La niñita feroz

La niña tiene diez años y se niega a comer. Cuando lo hace tiene que levantarse enseguida, ir de un lado para otro, moverse incesante y ansiosamente, como hacen los pájaros. No es más gruesa que un dedo meñique (pesa 25 kilos) pero vive obsesionada por lo gorda que está, y todos los espejos son para ella como esos espejos convexos de las ferias que achatan y envilecen las figura de los hombres.

El otro día salieron de paseo. La madre le había preparado un bocadillo, e iba feliz porque su niñita feroz parecía estar comiéndolo. Se encuentran con una vecina. Se detienen unos segundos y continúan el paseo todos juntos, niños y mayores. “Tu hija –la susurra al oído- está tirando el pan”. Las ha reconocido por detrás y al acelerar el paso para alcanzarlas la ha visto tirar varios trozos al suelo.
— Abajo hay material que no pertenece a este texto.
//! Move engine: placement bookkeeping and move ranking
//!
//! Ranking order:
//! 1. Defend any of our two-bridges that is in jeopardy
//! 2. Otherwise weight the empty cells on our cheapest connection and on the
//!    opponent's, and play the heaviest
//! 3. Fall back to the first empty cell

use rustc_hash::FxHashMap;

use crate::board::Board;
use crate::color::Player;
use crate::config::{EngineConfig, Weights};
use crate::coord::Coord;
use crate::error::HexError;
use crate::search::{cheapest_connection, Connection};

/// A ranked candidate move
#[derive(Clone, Copy, Debug, PartialEq)]
pub struct Candidate {
    pub coord: Coord,
    pub weight: f32,
}

/// Candidates in first-found order, merging repeated cells
#[derive(Default)]
struct Candidates {
    ranked: Vec<Candidate>,
    index: FxHashMap<Coord, usize>,
}

impl Candidates {
    fn add(&mut self, coord: Coord, weight: f32) {
        match self.index.get(&coord) {
            Some(&i) => self.ranked[i].weight += weight,
            None => {
                self.index.insert(coord, self.ranked.len());
                self.ranked.push(Candidate { coord, weight });
            }
        }
    }

    fn add_path(&mut self, board: &Board, path: &Connection, weights: &Weights, scale: f32) {
        for (coord, link) in path.open_cells(board) {
            self.add(coord, scale * weights.for_link(link));
        }
    }
}

/// Owns the board for one game and picks moves on it
#[derive(Clone, Debug)]
pub struct MoveEngine {
    board: Board,
    move_count: usize,
    weights: Weights,
}

impl MoveEngine {
    /// Engine with default weights on an empty board
    pub fn new(size: u8) -> Result<Self, HexError> {
        Self::with_config(&EngineConfig::default().with_board_size(size))
    }

    pub fn with_config(config: &EngineConfig) -> Result<Self, HexError> {
        config.validate()?;
        Ok(Self {
            board: Board::new(config.board_size)?,
            move_count: 0,
            weights: config.weights.clone(),
        })
    }

    pub fn board(&self) -> &Board {
        &self.board
    }

    pub fn move_count(&self) -> usize {
        self.move_count
    }

    pub fn weights(&self) -> &Weights {
        &self.weights
    }

    // ========================================================================
    // PLACEMENT
    // ========================================================================

    /// Place a stone. False if the cell is occupied or off the board
    pub fn place(&mut self, coord: Coord, player: Player) -> bool {
        if !self.board.set(coord, player) {
            return false;
        }
        self.move_count += 1;
        tracing::debug!(%player, cell = %coord, moves = self.move_count, "placed");
        true
    }

    /// Remove a stone. False if the cell is already empty
    pub fn remove(&mut self, coord: Coord) -> bool {
        if !self.board.unset(coord) {
            return false;
        }
        self.move_count = self.move_count.saturating_sub(1);
        tracing::debug!(cell = %coord, moves = self.move_count, "removed");
        true
    }

    /// Count a move that places no stone (the swap)
    pub fn record_swap(&mut self) {
        self.move_count += 1;
    }

    pub fn winner(&self) -> Option<Player> {
        self.board.check_win(self.move_count)
    }

    // ========================================================================
    // MOVE SELECTION
    // ========================================================================

    /// Pick a move for `player`.
    ///
    /// Fails only when the board has no empty cell.
    pub fn best_move(&self, player: Player) -> Result<Coord, HexError> {
        if self.board.is_full() {
            return Err(HexError::NoLegalMove);
        }

        if let Some(coord) = self.defend_bridge(player) {
            tracing::debug!(%player, cell = %coord, "defending two-bridge");
            return Ok(coord);
        }

        let mut best: Option<Candidate> = None;
        for candidate in self.rank_moves(player) {
            if best.map_or(true, |b| candidate.weight > b.weight) {
                best = Some(candidate);
            }
        }
        if let Some(best) = best {
            tracing::debug!(%player, cell = %best.coord, weight = best.weight, "best path move");
            return Ok(best.coord);
        }

        self.board
            .empty_cells()
            .next()
            .ok_or(HexError::NoLegalMove)
    }

    /// Empty dependency of the first of `player`'s bridges in jeopardy
    pub fn defend_bridge(&self, player: Player) -> Option<Coord> {
        self.board.jeopardized_bridges(player).find_map(|bridge| {
            let (a, b) = bridge.depends();
            [a, b]
                .into_iter()
                .find(|&dep| self.board.color(dep).is_empty())
                .and_then(|dep| dep.coord())
        })
    }

    /// Weighted candidates from both players' cheapest connections, in
    /// first-found order: our path from source to target, then the
    /// opponent's.
    pub fn rank_moves(&self, player: Player) -> Vec<Candidate> {
        let mut candidates = Candidates::default();

        if let Some(own) = cheapest_connection(&self.board, player) {
            tracing::trace!(%player, cost = own.cost, "own connection");
            candidates.add_path(&self.board, &own, &self.weights, 1.0);
        }
        let opponent = player.opponent();
        if let Some(theirs) = cheapest_connection(&self.board, opponent) {
            tracing::trace!(player = %opponent, cost = theirs.cost, "opponent connection");
            candidates.add_path(&self.board, &theirs, &self.weights, self.weights.defense_scale);
        }
        candidates.ranked
    }
}

#[cfg(test)]
mod tests {
    use super::*;

    fn c(x: i8, y: i8) -> Coord {
        Coord::new(x, y)
    }

    #[test]
    fn test_place_and_remove_count_moves() {
        let mut engine = MoveEngine::new(5).unwrap();
        assert!(engine.place(c(3, 3), Player::White));
        assert!(!engine.place(c(3, 3), Player::Black));
        assert_eq!(engine.move_count(), 1);
        assert!(engine.remove(c(3, 3)));
        assert!(!engine.remove(c(3, 3)));
        assert_eq!(engine.move_count(), 0);
    }

    #[test]
    fn test_invalid_config_rejected() {
        let config = EngineConfig::default().with_weights(Weights {
            defense_scale: 2.0,
            ..Weights::default()
        });
        assert!(matches!(
            MoveEngine::with_config(&config),
            Err(HexError::InvalidWeights(_))
        ));
        assert!(matches!(MoveEngine::new(0), Err(HexError::InvalidBoardSize { .. })));
    }

    #[test]
    fn test_best_move_on_full_board_fails() {
        let mut engine = MoveEngine::new(2).unwrap();
        engine.place(c(1, 1), Player::White);
        engine.place(c(2, 1), Player::Black);
        engine.place(c(1, 2), Player::White);
        engine.place(c(2, 2), Player::Black);
        assert_eq!(engine.best_move(Player::White), Err(HexError::NoLegalMove));
    }

    #[test]
    fn test_best_move_is_empty_cell() {
        let mut engine = MoveEngine::new(6).unwrap();
        engine.place(c(3, 3), Player::White);
        engine.place(c(4, 3), Player::Black);
        for player in Player::BOTH {
            let mv = engine.best_move(player).unwrap();
            assert!(engine.board().color(mv).is_empty());
        }
    }

    #[test]
    fn test_centre_on_empty_small_board() {
        // on 3x3 the only single-stone connections run through the centre
        let engine = MoveEngine::new(3).unwrap();
        assert_eq!(engine.best_move(Player::White), Ok(c(2, 2)));
        assert_eq!(engine.best_move(Player::Black), Ok(c(2, 2)));
    }

    #[test]
    fn test_defends_jeopardized_bridge() {
        let mut engine = MoveEngine::new(5).unwrap();
        engine.place(c(2, 2), Player::White);
        engine.place(c(3, 3), Player::White);
        engine.place(c(3, 2), Player::Black);
        assert_eq!(engine.defend_bridge(Player::White), Some(c(2, 3)));
        assert_eq!(engine.best_move(Player::White), Ok(c(2, 3)));

        // the bridge is Black's problem only from White's side
        assert_eq!(engine.defend_bridge(Player::Black), None);
    }

    #[test]
    fn test_defends_edge_bridge() {
        let mut engine = MoveEngine::new(4).unwrap();
        engine.place(c(2, 3), Player::White);
        engine.place(c(2, 4), Player::Black);
        assert_eq!(engine.best_move(Player::White), Ok(c(1, 4)));
    }

    #[test]
    fn test_rank_moves_prefers_own_path() {
        let mut engine = MoveEngine::new(5).unwrap();
        engine.place(c(3, 3), Player::Black);
        let ranked = engine.rank_moves(Player::White);
        assert!(!ranked.is_empty());

        let own = cheapest_connection(engine.board(), Player::White).unwrap();
        let own_cells: Vec<Coord> = own.open_cells(engine.board()).map(|(c, _)| c).collect();
        let weakest_own = ranked
            .iter()
            .filter(|cand| own_cells.contains(&cand.coord))
            .map(|cand| cand.weight)
            .fold(f32::INFINITY, f32::min);
        for cand in ranked.iter().filter(|cand| !own_cells.contains(&cand.coord)) {
            assert!(cand.weight < weakest_own);
        }
        // first-found order starts with our own path
        assert_eq!(ranked[0].coord, own_cells[0]);
    }

    #[test]
    fn test_shared_cells_combine_weights() {
        let engine = MoveEngine::new(3).unwrap();
        let ranked = engine.rank_moves(Player::White);
        let centre = ranked.iter().find(|cand| cand.coord == c(2, 2)).unwrap();
        let w = engine.weights();
        // entered over a bridge by both players
        let expected = w.bridge_destination + w.defense_scale * w.bridge_destination;
        assert!((centre.weight - expected).abs() < 1e-6);
        assert_eq!(ranked.iter().filter(|cand| cand.coord == c(2, 2)).count(), 1);
    }

    #[test]
    fn test_winner_uses_move_count() {
        let mut engine = MoveEngine::new(3).unwrap();
        engine.place(c(2, 1), Player::White);
        engine.place(c(2, 2), Player::White);
        engine.place(c(2, 3), Player::White);
        // only three moves played so far
        assert_eq!(engine.winner(), None);
        engine.place(c(1, 1), Player::Black);
        engine.place(c(3, 3), Player::Black);
        assert_eq!(engine.winner(), Some(Player::White));
    }

    #[test]
    fn test_fallback_when_no_path_has_room() {
        // White has already won and Black is cut off
        let mut engine = MoveEngine::new(2).unwrap();
        engine.place(c(1, 1), Player::White);
        engine.place(c(1, 2), Player::White);
        assert!(engine.rank_moves(Player::Black).is_empty());
        assert_eq!(engine.best_move(Player::Black), Ok(c(2, 1)));
    }
}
La madre se da cuenta de que lo ha estado haciendo desde el principio, y de que si el bocadillo disminuía de tamaño es porque lo ha ido arrojando a escondidas desde que han salido de casa.

Ve la escena terrible. A su niña tomando los trocitos de pan y dejándolos caer con disimulo a sus espaldas, como hizo Pulgarcito en el cuento para encontrar después el camino de vuelta. Ve ese camino en el bosque. Aquí y allá las migas de pan le puntean rítmica y delicadamente y ellos (todos los niños del mundo) regresan corriendo por él. Su niña no. Ella no quiere volver, y es como si al tirar el pan se fuera desprendiendo de trocitos de su propio cuerpo. Una uña, un mechón de pelo, porciones mínimas de su carne. Como si sólo aspirara a ir adelgazándose más y más con cada nuevo paso hasta que a su fuerza de obstinación la sustancia de su cuerpo no fuera distinta que la del aire que respiraban.